(Collected data entries)
Start of Block

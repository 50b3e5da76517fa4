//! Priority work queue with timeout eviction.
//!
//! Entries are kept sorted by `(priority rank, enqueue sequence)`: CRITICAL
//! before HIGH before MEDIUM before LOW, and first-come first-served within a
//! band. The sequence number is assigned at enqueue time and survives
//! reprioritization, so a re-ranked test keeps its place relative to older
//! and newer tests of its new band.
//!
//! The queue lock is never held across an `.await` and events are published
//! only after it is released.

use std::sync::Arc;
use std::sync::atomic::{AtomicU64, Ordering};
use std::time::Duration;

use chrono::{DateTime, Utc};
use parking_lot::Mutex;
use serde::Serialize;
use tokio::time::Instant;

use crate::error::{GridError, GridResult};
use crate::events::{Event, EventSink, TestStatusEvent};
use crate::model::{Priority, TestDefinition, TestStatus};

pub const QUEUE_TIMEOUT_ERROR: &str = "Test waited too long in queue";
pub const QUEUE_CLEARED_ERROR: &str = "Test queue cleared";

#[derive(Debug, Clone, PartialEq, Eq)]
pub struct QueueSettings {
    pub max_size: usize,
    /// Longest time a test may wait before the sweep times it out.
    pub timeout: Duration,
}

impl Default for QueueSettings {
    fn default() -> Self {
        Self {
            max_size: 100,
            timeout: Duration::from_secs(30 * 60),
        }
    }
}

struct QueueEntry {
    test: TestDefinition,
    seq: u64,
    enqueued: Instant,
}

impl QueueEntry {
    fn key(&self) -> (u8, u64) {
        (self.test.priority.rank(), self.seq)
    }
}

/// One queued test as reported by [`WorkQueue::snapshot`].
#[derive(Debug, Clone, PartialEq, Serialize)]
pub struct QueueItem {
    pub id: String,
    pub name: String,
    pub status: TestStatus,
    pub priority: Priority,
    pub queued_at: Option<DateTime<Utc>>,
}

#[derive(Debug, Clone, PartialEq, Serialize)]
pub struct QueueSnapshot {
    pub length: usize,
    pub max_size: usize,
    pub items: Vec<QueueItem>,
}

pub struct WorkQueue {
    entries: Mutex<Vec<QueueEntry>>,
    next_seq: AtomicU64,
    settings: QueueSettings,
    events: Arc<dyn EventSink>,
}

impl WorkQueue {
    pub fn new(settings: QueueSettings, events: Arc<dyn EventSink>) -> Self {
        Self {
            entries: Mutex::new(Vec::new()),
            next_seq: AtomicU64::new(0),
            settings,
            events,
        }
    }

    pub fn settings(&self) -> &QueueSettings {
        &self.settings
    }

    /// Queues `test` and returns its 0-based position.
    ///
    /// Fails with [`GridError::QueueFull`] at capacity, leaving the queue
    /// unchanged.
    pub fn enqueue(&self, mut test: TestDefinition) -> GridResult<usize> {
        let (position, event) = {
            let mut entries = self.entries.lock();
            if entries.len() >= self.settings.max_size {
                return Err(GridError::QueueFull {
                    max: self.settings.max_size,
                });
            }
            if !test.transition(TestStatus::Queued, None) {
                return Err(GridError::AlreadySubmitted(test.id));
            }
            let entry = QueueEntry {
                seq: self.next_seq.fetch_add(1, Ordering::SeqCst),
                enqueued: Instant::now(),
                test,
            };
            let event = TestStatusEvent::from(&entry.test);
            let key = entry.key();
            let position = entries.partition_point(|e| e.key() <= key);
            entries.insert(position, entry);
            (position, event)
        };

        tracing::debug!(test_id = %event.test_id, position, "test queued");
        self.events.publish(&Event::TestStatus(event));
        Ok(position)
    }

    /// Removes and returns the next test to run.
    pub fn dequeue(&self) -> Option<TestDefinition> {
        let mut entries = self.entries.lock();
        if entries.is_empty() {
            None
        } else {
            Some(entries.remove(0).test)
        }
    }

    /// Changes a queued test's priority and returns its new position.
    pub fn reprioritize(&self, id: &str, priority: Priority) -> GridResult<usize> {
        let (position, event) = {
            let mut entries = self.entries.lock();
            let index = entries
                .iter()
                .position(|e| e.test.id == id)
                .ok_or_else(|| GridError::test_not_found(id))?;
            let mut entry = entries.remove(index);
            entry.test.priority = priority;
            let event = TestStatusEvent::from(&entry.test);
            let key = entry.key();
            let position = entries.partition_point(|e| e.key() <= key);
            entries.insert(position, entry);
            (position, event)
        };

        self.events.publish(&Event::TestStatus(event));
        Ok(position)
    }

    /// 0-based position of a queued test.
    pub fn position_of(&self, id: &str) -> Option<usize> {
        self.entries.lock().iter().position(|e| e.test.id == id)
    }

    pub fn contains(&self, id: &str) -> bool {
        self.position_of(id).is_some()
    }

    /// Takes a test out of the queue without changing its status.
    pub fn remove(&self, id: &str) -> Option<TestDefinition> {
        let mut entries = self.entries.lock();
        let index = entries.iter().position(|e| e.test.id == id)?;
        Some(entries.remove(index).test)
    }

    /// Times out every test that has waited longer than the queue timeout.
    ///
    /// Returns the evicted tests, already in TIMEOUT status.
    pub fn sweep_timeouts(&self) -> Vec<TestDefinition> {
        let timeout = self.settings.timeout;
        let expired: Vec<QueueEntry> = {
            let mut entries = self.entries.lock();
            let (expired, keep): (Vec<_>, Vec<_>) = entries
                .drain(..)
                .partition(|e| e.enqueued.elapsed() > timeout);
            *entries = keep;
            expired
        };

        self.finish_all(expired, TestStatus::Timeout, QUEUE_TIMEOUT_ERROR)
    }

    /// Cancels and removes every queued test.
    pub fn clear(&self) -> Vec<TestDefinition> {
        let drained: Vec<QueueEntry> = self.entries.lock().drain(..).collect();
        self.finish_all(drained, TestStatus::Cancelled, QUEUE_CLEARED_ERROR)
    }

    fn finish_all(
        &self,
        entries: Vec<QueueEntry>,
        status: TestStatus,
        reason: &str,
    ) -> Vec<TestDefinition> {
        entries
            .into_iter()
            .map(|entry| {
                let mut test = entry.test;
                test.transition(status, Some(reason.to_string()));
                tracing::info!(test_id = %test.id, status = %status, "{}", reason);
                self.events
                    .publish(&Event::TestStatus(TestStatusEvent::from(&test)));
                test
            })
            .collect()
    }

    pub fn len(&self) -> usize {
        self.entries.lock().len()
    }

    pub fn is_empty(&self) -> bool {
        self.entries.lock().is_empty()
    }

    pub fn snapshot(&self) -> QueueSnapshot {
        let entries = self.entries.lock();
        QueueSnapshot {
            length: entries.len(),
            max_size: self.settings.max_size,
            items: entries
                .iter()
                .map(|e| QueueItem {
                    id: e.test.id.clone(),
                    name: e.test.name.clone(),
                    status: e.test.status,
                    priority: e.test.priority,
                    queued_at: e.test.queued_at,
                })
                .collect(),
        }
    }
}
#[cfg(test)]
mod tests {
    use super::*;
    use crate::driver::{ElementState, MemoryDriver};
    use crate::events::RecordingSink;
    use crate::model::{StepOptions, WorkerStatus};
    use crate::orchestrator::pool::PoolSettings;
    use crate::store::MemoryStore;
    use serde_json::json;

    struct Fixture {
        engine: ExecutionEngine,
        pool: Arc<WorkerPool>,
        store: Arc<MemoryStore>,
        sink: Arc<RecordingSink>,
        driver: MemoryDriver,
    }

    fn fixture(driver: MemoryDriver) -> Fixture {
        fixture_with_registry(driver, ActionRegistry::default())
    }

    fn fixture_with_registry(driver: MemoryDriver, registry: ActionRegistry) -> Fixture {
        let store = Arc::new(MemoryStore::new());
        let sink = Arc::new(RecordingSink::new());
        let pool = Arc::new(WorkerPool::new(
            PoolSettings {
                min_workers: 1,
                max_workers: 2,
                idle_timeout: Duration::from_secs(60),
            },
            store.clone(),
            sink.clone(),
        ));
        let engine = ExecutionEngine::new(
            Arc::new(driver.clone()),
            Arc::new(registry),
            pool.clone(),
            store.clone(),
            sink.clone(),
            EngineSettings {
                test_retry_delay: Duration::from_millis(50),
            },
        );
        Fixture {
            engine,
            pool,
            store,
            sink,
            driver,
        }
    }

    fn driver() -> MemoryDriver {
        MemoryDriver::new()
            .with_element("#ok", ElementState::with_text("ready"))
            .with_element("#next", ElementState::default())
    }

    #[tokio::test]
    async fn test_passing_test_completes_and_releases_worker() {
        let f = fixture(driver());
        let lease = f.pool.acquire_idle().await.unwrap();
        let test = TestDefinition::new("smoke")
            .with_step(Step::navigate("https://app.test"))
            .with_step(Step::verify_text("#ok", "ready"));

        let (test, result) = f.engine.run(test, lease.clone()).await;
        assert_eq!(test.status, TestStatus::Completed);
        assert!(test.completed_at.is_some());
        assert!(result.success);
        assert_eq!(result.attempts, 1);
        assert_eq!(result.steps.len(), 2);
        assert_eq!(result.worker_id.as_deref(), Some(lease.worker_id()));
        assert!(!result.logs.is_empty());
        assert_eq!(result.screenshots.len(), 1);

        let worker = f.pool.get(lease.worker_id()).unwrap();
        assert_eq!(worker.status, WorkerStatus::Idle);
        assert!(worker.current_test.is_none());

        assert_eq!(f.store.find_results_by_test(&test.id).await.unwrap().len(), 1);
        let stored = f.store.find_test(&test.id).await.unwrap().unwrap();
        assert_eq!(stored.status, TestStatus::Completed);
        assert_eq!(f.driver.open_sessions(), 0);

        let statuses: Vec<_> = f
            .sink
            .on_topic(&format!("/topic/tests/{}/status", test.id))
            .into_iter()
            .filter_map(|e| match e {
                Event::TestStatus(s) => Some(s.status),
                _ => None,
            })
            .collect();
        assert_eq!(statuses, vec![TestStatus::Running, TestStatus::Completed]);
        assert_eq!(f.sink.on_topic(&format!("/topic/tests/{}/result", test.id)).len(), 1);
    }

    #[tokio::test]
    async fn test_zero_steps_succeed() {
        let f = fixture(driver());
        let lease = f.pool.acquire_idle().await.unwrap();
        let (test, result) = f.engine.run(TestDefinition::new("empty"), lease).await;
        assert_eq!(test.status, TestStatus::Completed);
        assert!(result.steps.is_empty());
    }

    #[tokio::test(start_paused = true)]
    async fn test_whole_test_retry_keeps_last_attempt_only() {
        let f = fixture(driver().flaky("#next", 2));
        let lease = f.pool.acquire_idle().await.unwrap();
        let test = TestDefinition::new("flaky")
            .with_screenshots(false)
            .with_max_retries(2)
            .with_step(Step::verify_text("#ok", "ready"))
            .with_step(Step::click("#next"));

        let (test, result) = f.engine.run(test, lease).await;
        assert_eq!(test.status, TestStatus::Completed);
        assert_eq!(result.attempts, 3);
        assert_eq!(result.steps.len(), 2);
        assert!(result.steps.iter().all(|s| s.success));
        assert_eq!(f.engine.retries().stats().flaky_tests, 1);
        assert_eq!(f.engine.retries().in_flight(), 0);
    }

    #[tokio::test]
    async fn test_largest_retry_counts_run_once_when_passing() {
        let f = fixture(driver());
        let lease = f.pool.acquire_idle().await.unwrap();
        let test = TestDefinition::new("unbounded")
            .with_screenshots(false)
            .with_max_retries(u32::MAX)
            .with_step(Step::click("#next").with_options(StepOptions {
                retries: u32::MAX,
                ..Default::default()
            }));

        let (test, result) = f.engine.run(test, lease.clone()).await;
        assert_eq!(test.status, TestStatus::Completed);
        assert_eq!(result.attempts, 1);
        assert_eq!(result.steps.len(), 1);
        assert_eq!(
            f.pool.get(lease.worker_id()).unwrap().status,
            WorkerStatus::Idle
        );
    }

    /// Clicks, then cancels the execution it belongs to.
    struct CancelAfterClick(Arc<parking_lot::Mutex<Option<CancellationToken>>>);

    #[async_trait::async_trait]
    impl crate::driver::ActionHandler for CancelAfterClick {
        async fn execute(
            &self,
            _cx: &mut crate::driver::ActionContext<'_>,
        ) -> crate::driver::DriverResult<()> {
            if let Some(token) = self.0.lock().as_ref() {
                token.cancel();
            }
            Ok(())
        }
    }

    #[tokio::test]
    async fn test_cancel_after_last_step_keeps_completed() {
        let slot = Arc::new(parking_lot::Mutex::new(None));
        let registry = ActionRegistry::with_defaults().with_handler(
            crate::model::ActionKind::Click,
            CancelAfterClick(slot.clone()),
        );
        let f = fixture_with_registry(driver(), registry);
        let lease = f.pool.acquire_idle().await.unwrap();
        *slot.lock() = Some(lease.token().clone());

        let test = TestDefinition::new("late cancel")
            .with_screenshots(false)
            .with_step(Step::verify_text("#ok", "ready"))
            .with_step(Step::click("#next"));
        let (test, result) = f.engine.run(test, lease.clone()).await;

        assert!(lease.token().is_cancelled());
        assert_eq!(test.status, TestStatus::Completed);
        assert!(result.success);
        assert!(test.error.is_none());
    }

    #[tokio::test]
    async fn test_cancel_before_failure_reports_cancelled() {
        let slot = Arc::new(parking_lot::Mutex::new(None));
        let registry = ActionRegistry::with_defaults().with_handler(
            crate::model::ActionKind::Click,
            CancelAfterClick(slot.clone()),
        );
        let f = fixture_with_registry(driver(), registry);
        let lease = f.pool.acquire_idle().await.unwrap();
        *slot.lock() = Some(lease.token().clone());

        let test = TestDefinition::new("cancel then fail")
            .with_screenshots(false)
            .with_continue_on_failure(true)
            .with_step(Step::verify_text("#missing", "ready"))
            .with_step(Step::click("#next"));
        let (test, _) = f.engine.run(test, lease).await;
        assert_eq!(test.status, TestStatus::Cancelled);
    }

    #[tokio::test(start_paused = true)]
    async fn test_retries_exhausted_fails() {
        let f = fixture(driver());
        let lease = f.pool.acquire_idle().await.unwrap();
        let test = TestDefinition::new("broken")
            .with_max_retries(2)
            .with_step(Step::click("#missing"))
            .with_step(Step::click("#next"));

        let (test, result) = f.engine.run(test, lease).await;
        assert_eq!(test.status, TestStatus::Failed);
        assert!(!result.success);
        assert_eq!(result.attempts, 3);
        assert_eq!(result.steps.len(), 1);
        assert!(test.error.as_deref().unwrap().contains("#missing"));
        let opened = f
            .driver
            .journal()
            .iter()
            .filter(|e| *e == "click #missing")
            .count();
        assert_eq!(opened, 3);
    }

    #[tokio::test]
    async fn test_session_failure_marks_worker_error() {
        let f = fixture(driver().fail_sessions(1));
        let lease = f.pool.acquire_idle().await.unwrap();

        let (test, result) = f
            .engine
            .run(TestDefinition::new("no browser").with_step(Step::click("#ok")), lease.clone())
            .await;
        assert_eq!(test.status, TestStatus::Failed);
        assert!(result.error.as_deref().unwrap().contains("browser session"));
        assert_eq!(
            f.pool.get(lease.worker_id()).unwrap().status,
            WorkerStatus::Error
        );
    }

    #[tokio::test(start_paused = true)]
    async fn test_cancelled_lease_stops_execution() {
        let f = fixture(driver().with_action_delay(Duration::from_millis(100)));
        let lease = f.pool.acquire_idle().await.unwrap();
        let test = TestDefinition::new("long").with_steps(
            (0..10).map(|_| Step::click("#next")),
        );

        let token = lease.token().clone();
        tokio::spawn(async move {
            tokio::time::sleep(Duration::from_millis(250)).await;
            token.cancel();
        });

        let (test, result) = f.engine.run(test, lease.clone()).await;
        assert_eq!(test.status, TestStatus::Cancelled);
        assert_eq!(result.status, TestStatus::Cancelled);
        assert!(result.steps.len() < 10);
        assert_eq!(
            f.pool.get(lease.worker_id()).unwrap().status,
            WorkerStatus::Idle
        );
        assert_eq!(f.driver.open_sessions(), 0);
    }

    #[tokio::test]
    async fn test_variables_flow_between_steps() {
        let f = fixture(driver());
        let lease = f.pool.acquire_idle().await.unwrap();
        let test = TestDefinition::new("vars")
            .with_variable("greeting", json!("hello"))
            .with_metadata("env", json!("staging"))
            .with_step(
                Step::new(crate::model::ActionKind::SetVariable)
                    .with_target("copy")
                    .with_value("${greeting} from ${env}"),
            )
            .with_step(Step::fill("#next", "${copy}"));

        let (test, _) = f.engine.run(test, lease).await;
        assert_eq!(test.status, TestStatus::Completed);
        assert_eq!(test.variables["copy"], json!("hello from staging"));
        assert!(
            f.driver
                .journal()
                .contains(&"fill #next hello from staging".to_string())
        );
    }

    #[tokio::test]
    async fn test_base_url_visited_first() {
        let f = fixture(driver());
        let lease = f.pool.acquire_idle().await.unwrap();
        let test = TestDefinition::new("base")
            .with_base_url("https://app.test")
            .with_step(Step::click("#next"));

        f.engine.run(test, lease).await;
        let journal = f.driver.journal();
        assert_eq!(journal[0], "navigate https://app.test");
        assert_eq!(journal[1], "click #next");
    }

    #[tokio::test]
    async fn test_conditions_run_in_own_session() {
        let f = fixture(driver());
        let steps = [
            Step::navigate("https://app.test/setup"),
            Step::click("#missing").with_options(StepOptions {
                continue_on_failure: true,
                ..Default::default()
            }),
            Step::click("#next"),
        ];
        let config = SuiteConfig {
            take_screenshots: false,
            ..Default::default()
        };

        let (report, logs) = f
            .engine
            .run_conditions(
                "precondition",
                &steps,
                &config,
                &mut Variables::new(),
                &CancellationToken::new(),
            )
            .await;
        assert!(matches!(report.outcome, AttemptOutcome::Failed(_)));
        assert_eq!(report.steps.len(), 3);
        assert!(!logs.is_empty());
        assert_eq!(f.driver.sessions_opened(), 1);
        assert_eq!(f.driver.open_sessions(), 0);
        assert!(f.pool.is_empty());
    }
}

End of Block

Among the lines above, return those that contain the string "Mutex".

use parking_lot::Mutex;
    entries: Mutex<Vec<QueueEntry>>,
            entries: Mutex::new(Vec::new()),
    struct CancelAfterClick(Arc<parking_lot::Mutex<Option<CancellationToken>>>);
        let slot = Arc::new(parking_lot::Mutex::new(None));
        let slot = Arc::new(parking_lot::Mutex::new(None));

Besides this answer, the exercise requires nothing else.